AUBURN -- “I miss everybody here and it’s really hard not … this is my family here.”

Kay Raney of the Westbury apartments in Auburn is anxious for residents displaced by an Aug. 3 fire to return home and says she is displaced herself over what she describes as toxic air hazards caused by water damage from a separate event.

Most residents have returned home after the fire, but gathered Wednesday to share concerns about the pace of repairs.

The apartment building accepts the disabled and elderly with income qualifications. Residents say there have been management changes and only two of six board members are still active.

Since the fire, two residents have been living at another portion of the apartment building and two are still housed outside of the facility. Raney says her church put her in a hotel after an upstairs apartment flooded, but she is now drifting between relatives and friends to find a place to stay.

Kay: “We just want to be able to live and love and take care of each other without the bullying. And get repairs done when needed instead of it pushed into a closet and forgotten.”

Alicia McMann’s mother has been displaced for 40 days and so have her cats. The cost of boarding the cats alone has grown to $700.

McMann: “Again insurance will cover this eventually, but my mom is on limited income this is just going to eat at what funds she does have.”

McMann: “She wants to go home … we all do … Yeah, everbody who is displaced wants to go home. They want a resolution to this.”

According to the residents, the solution is more than repairs of the structure, but a repair of trust.
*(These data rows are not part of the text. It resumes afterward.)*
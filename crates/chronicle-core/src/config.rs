//! Runtime configuration.

use std::num::NonZeroU32;
use std::sync::Arc;

use serde::Deserialize;

use crate::dispatcher::{DispatchMode, TransactionalUnit};
use crate::error::DomainError;
use crate::registry::HandlerRegistry;
use crate::snapshot::{DEFAULT_SNAPSHOT_INTERVAL, SimpleSnapshotPolicy};

/// Environment variable holding the snapshot interval.
pub const SNAPSHOT_INTERVAL_VAR: &str = "CHRONICLE_SNAPSHOT_INTERVAL";
/// Environment variable switching atomic dispatch on or off.
pub const ATOMIC_DISPATCH_VAR: &str = "CHRONICLE_ATOMIC_DISPATCH";

/// Tunables of the reconstruction and dispatch runtime.
#[derive(Debug, Clone, PartialEq, Eq, Deserialize)]
#[serde(default)]
pub struct ChronicleConfig {
    /// Versions between two snapshots of a restored aggregate.
    pub snapshot_interval: u32,
    /// Whether event handlers run inside a transaction.
    pub atomic_dispatch: bool,
}

impl Default for ChronicleConfig {
    fn default() -> Self {
        Self {
            snapshot_interval: DEFAULT_SNAPSHOT_INTERVAL.get(),
            atomic_dispatch: true,
        }
    }
}

impl ChronicleConfig {
    /// Reads the configuration from the process environment.
    ///
    /// # Errors
    ///
    /// Returns `DomainError::Validation` if a variable cannot be parsed or
    /// the result is invalid.
    pub fn from_env() -> Result<Self, DomainError> {
        Self::from_lookup(|key| std::env::var(key).ok())
    }

    /// Reads the configuration through `lookup`, falling back to defaults
    /// for missing keys.
    ///
    /// # Errors
    ///
    /// Returns `DomainError::Validation` if a value cannot be parsed or the
    /// result is invalid.
    pub fn from_lookup<F>(lookup: F) -> Result<Self, DomainError>
    where
        F: Fn(&str) -> Option<String>,
    {
        let defaults = Self::default();

        let snapshot_interval = match lookup(SNAPSHOT_INTERVAL_VAR) {
            Some(raw) => raw.trim().parse().map_err(|e| {
                DomainError::Validation(format!("{SNAPSHOT_INTERVAL_VAR} must be a valid u32: {e}"))
            })?,
            None => defaults.snapshot_interval,
        };
        let atomic_dispatch = match lookup(ATOMIC_DISPATCH_VAR) {
            Some(raw) => raw.trim().parse().map_err(|e| {
                DomainError::Validation(format!("{ATOMIC_DISPATCH_VAR} must be true or false: {e}"))
            })?,
            None => defaults.atomic_dispatch,
        };

        let config = Self {
            snapshot_interval,
            atomic_dispatch,
        };
        config.validate()?;
        Ok(config)
    }

    /// Checks the configuration for values the runtime cannot work with.
    ///
    /// # Errors
    ///
    /// Returns `DomainError::Validation` if the snapshot interval is zero.
    pub fn validate(&self) -> Result<(), DomainError> {
        self.interval().map(|_| ())
    }

    /// Builds the snapshot policy described by this configuration.
    ///
    /// # Errors
    ///
    /// Returns `DomainError::Validation` if the snapshot interval is zero.
    pub fn snapshot_policy(
        &self,
        registry: Arc<HandlerRegistry>,
    ) -> Result<SimpleSnapshotPolicy, DomainError> {
        Ok(SimpleSnapshotPolicy::with_interval(registry, self.interval()?))
    }

    /// Selects the dispatch mode, using `unit` when dispatch is atomic.
    #[must_use]
    pub fn dispatch_mode(&self, unit: Arc<dyn TransactionalUnit>) -> DispatchMode {
        if self.atomic_dispatch {
            DispatchMode::Atomic(unit)
        } else {
            DispatchMode::BestEffort
        }
    }

    fn interval(&self) -> Result<NonZeroU32, DomainError> {
        NonZeroU32::new(self.snapshot_interval).ok_or_else(|| {
            DomainError::Validation("snapshot interval must be greater than zero".to_owned())
        })
    }
}
//! Shopping cart aggregate used by the integration tests.

#![allow(dead_code)]

use std::sync::Arc;

use chronicle_core::aggregate::{AggregateRoot, AggregateState};
use chronicle_core::clock::Clock;
use chronicle_core::dispatcher::EventDispatcher;
use chronicle_core::error::DomainError;
use chronicle_core::event::EventPayload;
use chronicle_core::mapping::{ConventionBased, DeclarationBased, EventSourced, HandlerMethod};
use chronicle_core::reconstructor::AggregateReconstructor;
use chronicle_core::registry::HandlerRegistry;
use chronicle_core::repository::{EventStore, Repository};
use chronicle_core::snapshot::{SimpleSnapshotPolicy, SnapshotCapability, Snapshotable};
use uuid::Uuid;

#[derive(Debug)]
pub struct CartOpened {
    pub customer: String,
}

impl EventPayload for CartOpened {
    fn event_name(&self) -> &'static str {
        "cart.opened"
    }
}

#[derive(Debug)]
pub struct ItemAdded {
    pub item_id: Uuid,
    pub sku: String,
    pub quantity: u32,
}

impl EventPayload for ItemAdded {
    fn event_name(&self) -> &'static str {
        "cart.item_added"
    }
}

#[derive(Debug)]
pub struct QuantityChanged {
    pub item_id: Uuid,
    pub quantity: u32,
}

impl EventPayload for QuantityChanged {
    fn event_name(&self) -> &'static str {
        "cart.quantity_changed"
    }

    fn entity_id(&self) -> Option<Uuid> {
        Some(self.item_id)
    }
}

#[derive(Debug)]
pub struct CartCheckedOut;

impl EventPayload for CartCheckedOut {
    fn event_name(&self) -> &'static str {
        "cart.checked_out"
    }
}

#[derive(Debug, Clone, PartialEq, Eq)]
pub struct LineItem {
    pub id: Uuid,
    pub sku: String,
    pub quantity: u32,
}

impl EventSourced for LineItem {
    type Mapping = ConventionBased;

    fn handler_methods() -> Vec<HandlerMethod<Self>> {
        vec![HandlerMethod::new(
            "on_quantity_changed",
            |item: &mut Self, e: &QuantityChanged| {
                item.quantity = e.quantity;
                Ok(())
            },
        )]
    }
}

#[derive(Debug)]
pub struct Cart {
    state: AggregateState<Self>,
    pub customer: Option<String>,
    pub items: Vec<LineItem>,
    pub checked_out: bool,
    pub events_seen: u32,
}

/// Comparable view of a cart's domain state.
#[derive(Debug, Clone, PartialEq, Eq)]
pub struct CartView {
    pub customer: Option<String>,
    pub items: Vec<LineItem>,
    pub checked_out: bool,
    pub events_seen: u32,
    pub version: i64,
}

impl Cart {
    pub fn open(&mut self, customer: &str, clock: &dyn Clock) -> Result<(), DomainError> {
        if self.customer.is_some() {
            return Err(DomainError::Validation("cart already open".into()));
        }
        self.apply_change(
            CartOpened {
                customer: customer.to_owned(),
            },
            clock,
        )
    }

    pub fn add_item(&mut self, sku: &str, quantity: u32, clock: &dyn Clock) -> Result<Uuid, DomainError> {
        let item_id = Uuid::new_v4();
        self.apply_change(
            ItemAdded {
                item_id,
                sku: sku.to_owned(),
                quantity,
            },
            clock,
        )?;
        Ok(item_id)
    }

    pub fn change_quantity(
        &mut self,
        item_id: Uuid,
        quantity: u32,
        clock: &dyn Clock,
    ) -> Result<(), DomainError> {
        if !self.items.iter().any(|item| item.id == item_id) {
            return Err(DomainError::Validation(format!("no line item {item_id}")));
        }
        self.apply_change(QuantityChanged { item_id, quantity }, clock)
    }

    pub fn check_out(&mut self, clock: &dyn Clock) -> Result<(), DomainError> {
        self.apply_change(CartCheckedOut, clock)
    }

    pub fn view(&self) -> CartView {
        CartView {
            customer: self.customer.clone(),
            items: self.items.clone(),
            checked_out: self.checked_out,
            events_seen: self.events_seen,
            version: self.version(),
        }
    }

    fn item(&mut self, id: Uuid) -> Option<&mut LineItem> {
        self.items.iter_mut().find(|item| item.id == id)
    }
}

impl EventSourced for Cart {
    type Mapping = DeclarationBased;

    fn handler_methods() -> Vec<HandlerMethod<Self>> {
        vec![
            HandlerMethod::new("opened", |cart: &mut Self, e: &CartOpened| {
                cart.customer = Some(e.customer.clone());
                Ok(())
            })
            .declared(),
            HandlerMethod::new("item_added", |cart: &mut Self, e: &ItemAdded| {
                cart.items.push(LineItem {
                    id: e.item_id,
                    sku: e.sku.clone(),
                    quantity: e.quantity,
                });
                cart.state.attach_entity(e.item_id, Self::item)?;
                Ok(())
            })
            .declared(),
            HandlerMethod::new("checked_out", |cart: &mut Self, _: &CartCheckedOut| {
                cart.checked_out = true;
                Ok(())
            })
            .declared(),
            HandlerMethod::catch_all("audit", |cart: &mut Self, _| {
                cart.events_seen += 1;
                Ok(())
            })
            .declared(),
            HandlerMethod::new("on_ignored", |_: &mut Self, _: &CartCheckedOut| Ok(())),
        ]
    }
}

#[derive(Debug, Clone)]
pub struct CartMemento {
    pub customer: Option<String>,
    pub items: Vec<LineItem>,
    pub checked_out: bool,
    pub events_seen: u32,
}

impl AggregateRoot for Cart {
    fn create_empty(state: AggregateState<Self>) -> Self {
        Self {
            state,
            customer: None,
            items: Vec::new(),
            checked_out: false,
            events_seen: 0,
        }
    }

    fn state(&self) -> &AggregateState<Self> {
        &self.state
    }

    fn state_mut(&mut self) -> &mut AggregateState<Self> {
        &mut self.state
    }

    fn snapshot_capabilities() -> Vec<SnapshotCapability<Self>> {
        vec![SnapshotCapability::of::<CartMemento>()]
    }
}

impl Snapshotable<CartMemento> for Cart {
    fn create_snapshot(&self) -> CartMemento {
        CartMemento {
            customer: self.customer.clone(),
            items: self.items.clone(),
            checked_out: self.checked_out,
            events_seen: self.events_seen,
        }
    }

    fn restore_from_snapshot(&mut self, memento: CartMemento) -> Result<(), DomainError> {
        for item in &memento.items {
            self.state.attach_entity(item.id, Self::item)?;
        }
        self.customer = memento.customer;
        self.items = memento.items;
        self.checked_out = memento.checked_out;
        self.events_seen = memento.events_seen;
        Ok(())
    }
}

/// Builds a repository with the default snapshot policy and a best-effort
/// dispatcher.
pub fn repository<S: EventStore>(store: S) -> Repository<S, SimpleSnapshotPolicy> {
    repository_with(store, Arc::new(EventDispatcher::default()))
}

/// Builds a repository with the default snapshot policy around `dispatcher`.
pub fn repository_with<S: EventStore>(
    store: S,
    dispatcher: Arc<EventDispatcher>,
) -> Repository<S, SimpleSnapshotPolicy> {
    let registry = Arc::new(HandlerRegistry::new());
    Repository::new(
        store,
        AggregateReconstructor::new(Arc::clone(&registry)),
        SimpleSnapshotPolicy::new(registry),
        dispatcher,
    )
}
//! Test event stores — mock `EventStore` implementations for tests.

use std::sync::Mutex;

use async_trait::async_trait;
use chronicle_core::error::DomainError;
use chronicle_core::event::CommittedEvent;
use chronicle_core::repository::EventStore;
use chronicle_core::snapshot::Snapshot;
use uuid::Uuid;

/// An event store that records every append and saved snapshot. Returns the
/// configured events (filtered by `after_version`) and snapshot from every
/// load, and always succeeds on writes.
#[derive(Debug)]
pub struct RecordingEventStore {
    events: Vec<CommittedEvent>,
    snapshot: Option<Snapshot>,
    appended: Mutex<Vec<(Uuid, i64, Vec<CommittedEvent>)>>,
    saved_snapshots: Mutex<Vec<Snapshot>>,
    loads: Mutex<Vec<(Uuid, i64)>>,
}

impl RecordingEventStore {
    /// Create a recording store that serves `events` from `load_events`.
    #[must_use]
    pub fn new(events: Vec<CommittedEvent>) -> Self {
        Self {
            events,
            snapshot: None,
            appended: Mutex::new(Vec::new()),
            saved_snapshots: Mutex::new(Vec::new()),
            loads: Mutex::new(Vec::new()),
        }
    }

    /// Serve `snapshot` from every `load_snapshot` call.
    #[must_use]
    pub fn with_snapshot(mut self, snapshot: Snapshot) -> Self {
        self.snapshot = Some(snapshot);
        self
    }

    /// Returns a copy of all appends as `(source_id, expected_version, events)`.
    ///
    /// # Panics
    ///
    /// Panics if the internal mutex is poisoned.
    pub fn appended_events(&self) -> Vec<(Uuid, i64, Vec<CommittedEvent>)> {
        self.appended.lock().unwrap().clone()
    }

    /// Returns a copy of all saved snapshots.
    ///
    /// # Panics
    ///
    /// Panics if the internal mutex is poisoned.
    pub fn saved_snapshots(&self) -> Vec<Snapshot> {
        self.saved_snapshots.lock().unwrap().clone()
    }

    /// Returns the `(source_id, after_version)` of every `load_events` call.
    ///
    /// # Panics
    ///
    /// Panics if the internal mutex is poisoned.
    pub fn event_loads(&self) -> Vec<(Uuid, i64)> {
        self.loads.lock().unwrap().clone()
    }
}

#[async_trait]
impl EventStore for RecordingEventStore {
    async fn load_snapshot(&self, _source_id: Uuid) -> Result<Option<Snapshot>, DomainError> {
        Ok(self.snapshot.clone())
    }

    async fn load_events(
        &self,
        source_id: Uuid,
        after_version: i64,
    ) -> Result<Vec<CommittedEvent>, DomainError> {
        self.loads.lock().unwrap().push((source_id, after_version));
        Ok(self
            .events
            .iter()
            .filter(|event| event.sequence > after_version)
            .cloned()
            .collect())
    }

    async fn append_events(
        &self,
        source_id: Uuid,
        expected_version: i64,
        events: &[CommittedEvent],
    ) -> Result<(), DomainError> {
        self.appended
            .lock()
            .unwrap()
            .push((source_id, expected_version, events.to_vec()));
        Ok(())
    }

    async fn save_snapshot(&self, snapshot: Snapshot) -> Result<(), DomainError> {
        self.saved_snapshots.lock().unwrap().push(snapshot);
        Ok(())
    }
}

/// An event store with no history that silently accepts writes. Useful for
/// testing "aggregate not found" scenarios and creation commands.
#[derive(Debug)]
pub struct EmptyEventStore;

#[async_trait]
impl EventStore for EmptyEventStore {
    async fn load_snapshot(&self, _source_id: Uuid) -> Result<Option<Snapshot>, DomainError> {
        Ok(None)
    }

    async fn load_events(
        &self,
        _source_id: Uuid,
        _after_version: i64,
    ) -> Result<Vec<CommittedEvent>, DomainError> {
        Ok(vec![])
    }

    async fn append_events(
        &self,
        _source_id: Uuid,
        _expected_version: i64,
        _events: &[CommittedEvent],
    ) -> Result<(), DomainError> {
        Ok(())
    }

    async fn save_snapshot(&self, _snapshot: Snapshot) -> Result<(), DomainError> {
        Ok(())
    }
}

/// An event store that always returns an infrastructure error. Useful for
/// testing error-handling paths.
#[derive(Debug)]
pub struct FailingEventStore;

#[async_trait]
impl EventStore for FailingEventStore {
    async fn load_snapshot(&self, _source_id: Uuid) -> Result<Option<Snapshot>, DomainError> {
        Err(DomainError::Infrastructure("connection refused".into()))
    }

    async fn load_events(
        &self,
        _source_id: Uuid,
        _after_version: i64,
    ) -> Result<Vec<CommittedEvent>, DomainError> {
        Err(DomainError::Infrastructure("connection refused".into()))
    }

    async fn append_events(
        &self,
        _source_id: Uuid,
        _expected_version: i64,
        _events: &[CommittedEvent],
    ) -> Result<(), DomainError> {
        Err(DomainError::Infrastructure("connection refused".into()))
    }

    async fn save_snapshot(&self, _snapshot: Snapshot) -> Result<(), DomainError> {
        Err(DomainError::Infrastructure("connection refused".into()))
    }
}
Joe Huckle: “They are thinking that a few of us that are displaced will get discouraged and move someplace else before they fix it.”
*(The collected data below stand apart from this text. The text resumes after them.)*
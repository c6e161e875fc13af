//! Time source used to stamp events applied to aggregates.

use std::sync::Arc;

use chrono::{DateTime, Utc};

/// Source of the `occurred_at` timestamp of new events.
///
/// Replay never consults a clock; only live application does.
pub trait Clock: Send + Sync {
    /// Returns the current time.
    fn now(&self) -> DateTime<Utc>;
}

/// Clock backed by the system time.
#[derive(Debug, Clone, Copy, Default)]
pub struct SystemClock;

impl Clock for SystemClock {
    fn now(&self) -> DateTime<Utc> {
        Utc::now()
    }
}

impl<C: Clock + ?Sized> Clock for Arc<C> {
    fn now(&self) -> DateTime<Utc> {
        (**self).now()
    }
}
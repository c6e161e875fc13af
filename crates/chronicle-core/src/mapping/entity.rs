//! Entity-scoped handler bindings.
//!
//! An entity's handlers are registered on its aggregate root, wrapped so that
//! they only fire for events carrying the entity's id.

use std::sync::Arc;

use uuid::Uuid;

use super::{HandlerBinding, short_type_name};
use crate::event::CommittedEvent;

/// Finds an owned entity on its root by id.
pub type EntityAccessor<R, E> = fn(&mut R, Uuid) -> Option<&mut E>;

/// Wraps each of an entity's bindings into a root binding gated on `entity_id`.
pub(crate) fn threshold<R, E>(
    entity_id: Uuid,
    bindings: &[HandlerBinding<E>],
    accessor: EntityAccessor<R, E>,
) -> Vec<HandlerBinding<R>>
where
    R: 'static,
    E: 'static,
{
    bindings
        .iter()
        .map(|binding| {
            let wrapped = binding.clone();
            HandlerBinding::from_parts(
                format!("{}.{}", short_type_name::<E>(), binding.method_name()),
                binding.method_name(),
                binding.event_type(),
                Arc::new(move |root: &mut R, event: &CommittedEvent| {
                    if event.entity_id() != Some(entity_id) {
                        return Ok(false);
                    }
                    match accessor(root, entity_id) {
                        Some(entity) => wrapped.handle(entity, event),
                        None => Ok(false),
                    }
                }),
            )
        })
        .collect()
}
Huckle, a Massachusetts transplant, arrived a year ago and says he was happy to help out by doing things, such as locking up at night and cleaning the laundry room. He said the chores did him some good by helping him feel that was making a contribution. He said he never demanded anything in return.
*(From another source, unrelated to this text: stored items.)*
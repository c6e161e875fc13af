//! Aggregate root abstraction.

use std::fmt;
use std::sync::Arc;

use uuid::Uuid;

use crate::clock::Clock;
use crate::error::DomainError;
use crate::event::{CommittedEvent, EventPayload};
use crate::mapping::{EntityAccessor, EventSourced, HandlerBinding, entity, short_type_name};
use crate::registry::HandlerRegistry;
use crate::snapshot::SnapshotCapability;

/// Trait for aggregate roots that reconstitute from event history.
///
/// Implementors embed an [`AggregateState`] and describe their handlers
/// through [`EventSourced`]; state changes happen only inside handlers, so
/// live application and replay follow the same path.
pub trait AggregateRoot: EventSourced {
    /// Creates an empty aggregate around `state`. Must not have side effects
    /// beyond allocation.
    fn create_empty(state: AggregateState<Self>) -> Self;

    /// Returns the embedded aggregate state.
    fn state(&self) -> &AggregateState<Self>;

    /// Returns the embedded aggregate state mutably.
    fn state_mut(&mut self) -> &mut AggregateState<Self>;

    /// Declares the snapshot capabilities of this aggregate type.
    fn snapshot_capabilities() -> Vec<SnapshotCapability<Self>> {
        Vec::new()
    }

    /// Returns the aggregate identifier.
    fn source_id(&self) -> Uuid {
        self.state().source_id()
    }

    /// Returns the current version (sequence of the last applied event).
    fn version(&self) -> i64 {
        self.state().version()
    }

    /// Returns events applied live and not yet persisted.
    fn uncommitted_events(&self) -> &[CommittedEvent] {
        self.state().uncommitted_events()
    }

    /// Clears uncommitted events after persistence.
    fn clear_uncommitted_events(&mut self) {
        self.state_mut().uncommitted.clear();
    }

    /// Applies a new event to the aggregate and records it as uncommitted.
    ///
    /// # Errors
    ///
    /// Returns `DomainError::HandlerInvocation` if a handler fails, or
    /// `DomainError::InvalidMapping` if the aggregate's handlers cannot be
    /// mapped. The event is not recorded in either case.
    fn apply_change<P: EventPayload>(
        &mut self,
        payload: P,
        clock: &dyn Clock,
    ) -> Result<(), DomainError> {
        let event = CommittedEvent::new(self.source_id(), self.version() + 1, payload, clock.now());
        apply_event(self, &event)?;
        self.state_mut().uncommitted.push(event);
        Ok(())
    }
}

/// Identity and versioning data about an event source.
#[derive(Debug, Clone, PartialEq, Eq)]
pub struct EventSourceInformation {
    /// The source id.
    pub id: Uuid,
    /// The source's type name.
    pub type_name: &'static str,
    /// Version at which the current instance was restored, or 0.
    pub initial_version: i64,
    /// Current version.
    pub current_version: i64,
}

/// The bookkeeping every aggregate root carries.
pub struct AggregateState<A> {
    source_id: Uuid,
    version: i64,
    initial_version: i64,
    restored_from_snapshot: bool,
    uncommitted: Vec<CommittedEvent>,
    entity_bindings: Arc<Vec<HandlerBinding<A>>>,
    registry: Arc<HandlerRegistry>,
}

impl<A: AggregateRoot> AggregateState<A> {
    /// Creates the state of an empty aggregate at version 0.
    #[must_use]
    pub fn new(source_id: Uuid, registry: Arc<HandlerRegistry>) -> Self {
        Self {
            source_id,
            version: 0,
            initial_version: 0,
            restored_from_snapshot: false,
            uncommitted: Vec::new(),
            entity_bindings: Arc::new(Vec::new()),
            registry,
        }
    }

    /// The aggregate identifier.
    #[must_use]
    pub fn source_id(&self) -> Uuid {
        self.source_id
    }

    /// Sequence of the last applied event.
    #[must_use]
    pub fn version(&self) -> i64 {
        self.version
    }

    /// Version at the last snapshot restore, or 0.
    #[must_use]
    pub fn initial_version(&self) -> i64 {
        self.initial_version
    }

    /// Whether the aggregate was restored from a snapshot.
    #[must_use]
    pub fn restored_from_snapshot(&self) -> bool {
        self.restored_from_snapshot
    }

    /// Events applied live and not yet persisted.
    #[must_use]
    pub fn uncommitted_events(&self) -> &[CommittedEvent] {
        &self.uncommitted
    }

    /// The registry this aggregate resolves handlers through.
    #[must_use]
    pub fn registry(&self) -> &Arc<HandlerRegistry> {
        &self.registry
    }

    /// Summary of identity and versions.
    #[must_use]
    pub fn source_information(&self) -> EventSourceInformation {
        EventSourceInformation {
            id: self.source_id,
            type_name: short_type_name::<A>(),
            initial_version: self.initial_version,
            current_version: self.version,
        }
    }

    /// Registers the handlers of an owned entity on this root.
    ///
    /// The entity's handlers only fire for events whose payload carries
    /// `entity_id`; `accessor` locates the entity when such an event arrives.
    ///
    /// # Errors
    ///
    /// Returns `DomainError::InvalidMapping` if the entity's handlers cannot
    /// be mapped.
    pub fn attach_entity<E: EventSourced>(
        &mut self,
        entity_id: Uuid,
        accessor: EntityAccessor<A, E>,
    ) -> Result<(), DomainError> {
        let bindings = self.registry.resolve::<E>()?;
        Arc::make_mut(&mut self.entity_bindings)
            .extend(entity::threshold(entity_id, &bindings, accessor));
        tracing::debug!(
            aggregate = short_type_name::<A>(),
            entity = short_type_name::<E>(),
            %entity_id,
            "attached entity handlers"
        );
        Ok(())
    }

    pub(crate) fn mark_restored(&mut self, version: i64) {
        self.version = version;
        self.initial_version = version;
        self.restored_from_snapshot = true;
    }

    pub(crate) fn set_version(&mut self, version: i64) {
        self.version = version;
    }
}

impl<A> fmt::Debug for AggregateState<A> {
    fn fmt(&self, f: &mut fmt::Formatter<'_>) -> fmt::Result {
        f.debug_struct("AggregateState")
            .field("source_id", &self.source_id)
            .field("version", &self.version)
            .field("initial_version", &self.initial_version)
            .field("restored_from_snapshot", &self.restored_from_snapshot)
            .field("uncommitted", &self.uncommitted.len())
            .field("entity_bindings", &self.entity_bindings.len())
            .finish_non_exhaustive()
    }
}

/// Applies one event to an aggregate through every matching binding: the
/// type's own handlers first, then the handlers of attached entities.
///
/// A single event may be consumed by several bindings.
pub(crate) fn apply_event<A: AggregateRoot>(
    aggregate: &mut A,
    event: &CommittedEvent,
) -> Result<(), DomainError> {
    let type_bindings = aggregate.state().registry.resolve::<A>()?;
    let entity_bindings = Arc::clone(&aggregate.state().entity_bindings);

    let mut applied = 0_usize;
    for binding in type_bindings.iter().chain(entity_bindings.iter()) {
        let handled = binding
            .handle(aggregate, event)
            .map_err(|source| DomainError::HandlerInvocation {
                handler: binding.name().to_owned(),
                event_name: event.event_name.clone(),
                sequence: event.sequence,
                source,
            })?;
        if handled {
            applied += 1;
        }
    }

    if applied == 0 {
        tracing::debug!(
            aggregate = short_type_name::<A>(),
            event_name = %event.event_name,
            sequence = event.sequence,
            "no handler applied event"
        );
    }

    aggregate.state_mut().set_version(event.sequence);
    Ok(())
}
At one point there was some talk about an open apartment manager job, but Huckle said it never gained traction and he was content to just help out where he could.

Huckle: “The thing is I was doing a lot of repairs and things people needed and they sent me a notice saying stop immediately. I’m not even allowed to change batteries in a fire smoke detector.”

Huckle said he was surprised to learn how management was reacting to residents and how residents were being pitted against each other.

Huckle: “First of all she had told me the day before, you guys better watch out. I can hear and see everything you say and she goes ‘and I can get rid of any of you anytime I want. Let the residents know that I will evict them just for not liking them.”

Raney gathered signatures on a petition complaining of bullying, saying residents who spoke up with their concerns were sometimes told they could find a new place to live.  Raney said say they didn’t dare ask for outside help.

Huckle: “We have no one to speak for us. Literally, no one.”

McMann said there is fear among residents that the living environment will not improve.

McMann: “I think we’re just trying to figure out who can help here and we’re not finding those answers. It’s very frustrating when you can’t find those answers because obviously there has to be some way to get these things done in timely manner.”

Raney said she has been told to move back into her apartment despite her concerns that upstairs flooding left enough moisture in walls, vents and carpeting to produce dangerous mold. She says she feels ill when she is in the apartment.